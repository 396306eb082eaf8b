pub mod extractors;
pub mod middleware;
pub mod password;
pub mod service;
pub mod token;

use lazy_static::lazy_static;
use serde::{Deserialize, Serialize};
use validator::{Validate, ValidationError};

// Re-export necessary items
pub use extractors::{AuthContext, AuthenticatedUser};
pub use middleware::AuthMiddleware;
pub use password::{hash_password, verify_password};
pub use service::AuthService;
pub use token::{Claims, TokenError, TokenService};

lazy_static! {
    // Regex for username validation: alphanumeric, underscores, hyphens
    static ref USERNAME_REGEX: regex::Regex = regex::Regex::new(r"^[a-zA-Z0-9_-]+$").unwrap();
}

/// bcrypt only reads the first 72 bytes of its input.
pub const MAX_PASSWORD_BYTES: usize = 72;

fn validate_password_bytes(password: &str) -> Result<(), ValidationError> {
    if password.len() > MAX_PASSWORD_BYTES {
        let mut error = ValidationError::new("max_bytes");
        error.message = Some("Password must be at most 72 bytes".into());
        return Err(error);
    }
    Ok(())
}

/// Represents the payload for a user login request.
#[derive(Debug, Deserialize, Validate)]
pub struct LoginRequest {
    #[validate(email)]
    pub email: String,
    #[validate(length(min = 1))]
    pub password: String,
}

/// Represents the payload for a new user registration request.
#[derive(Debug, Deserialize, Validate)]
pub struct RegisterRequest {
    /// Desired username for the new account.
    /// Must be between 3 and 32 characters, alphanumeric, and can include underscores or hyphens.
    #[validate(
        length(min = 3, max = 32),
        regex(
            path = "USERNAME_REGEX",
            message = "Username must be alphanumeric, underscores, or hyphens"
        )
    )]
    pub username: String,
    #[validate(email, length(max = 255))]
    pub email: String,
    #[validate(length(min = 1), custom = "validate_password_bytes")]
    pub password: String,
}

/// Response body of a successful login: the public profile plus the session token.
#[derive(Debug, Serialize, Deserialize)]
pub struct AuthResponse {
    pub id: i32,
    pub username: String,
    pub email: String,
    /// The JWT (JSON Web Token) for session authentication.
    pub token: String,
}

★ ★ ★ ★ ★ ★ ★

Your task: Your task is to retype all the records above with nothing left out.

Completed exercise:
repository 396306eb082eaf8b
pub mod extractors;
pub mod middleware;
pub mod password;
pub mod service;
pub mod token;

use lazy_static::lazy_static;
use serde::{Deserialize, Serialize};
use validator::{Validate, ValidationError};

// Re-export necessary items
pub use extractors::{AuthContext, AuthenticatedUser};
pub use middleware::AuthMiddleware;
pub use password::{hash_password, verify_password};
pub use service::AuthService;
pub use token::{Claims, TokenError, TokenService};

lazy_static! {
    // Regex for username validation: alphanumeric, underscores, hyphens
    static ref USERNAME_REGEX: regex::Regex = regex::Regex::new(r"^[a-zA-Z0-9_-]+$").unwrap();
}

/// bcrypt only reads the first 72 bytes of its input.
pub const MAX_PASSWORD_BYTES: usize = 72;

fn validate_password_bytes(password: &str) -> Result<(), ValidationError> {
    if password.len() > MAX_PASSWORD_BYTES {
        let mut error = ValidationError::new("max_bytes");
        error.message = Some("Password must be at most 72 bytes".into());
        return Err(error);
    }
    Ok(())
}

/// Represents the payload for a user login request.
#[derive(Debug, Deserialize, Validate)]
pub struct LoginRequest {
    #[validate(email)]
    pub email: String,
    #[validate(length(min = 1))]
    pub password: String,
}

/// Represents the payload for a new user registration request.
#[derive(Debug, Deserialize, Validate)]
pub struct RegisterRequest {
    /// Desired username for the new account.
    /// Must be between 3 and 32 characters, alphanumeric, and can include underscores or hyphens.
    #[validate(
        length(min = 3, max = 32),
        regex(
            path = "USERNAME_REGEX",
            message = "Username must be alphanumeric, underscores, or hyphens"
        )
    )]
    pub username: String,
    #[validate(email, length(max = 255))]
    pub email: String,
    #[validate(length(min = 1), custom = "validate_password_bytes")]
    pub password: String,
}

/// Response body of a successful login: the public profile plus the session token.
#[derive(Debug, Serialize, Deserialize)]
pub struct AuthResponse {
    pub id: i32,
    pub username: String,
    pub email: String,
    /// The JWT (JSON Web Token) for session authentication.
    pub token: String,
}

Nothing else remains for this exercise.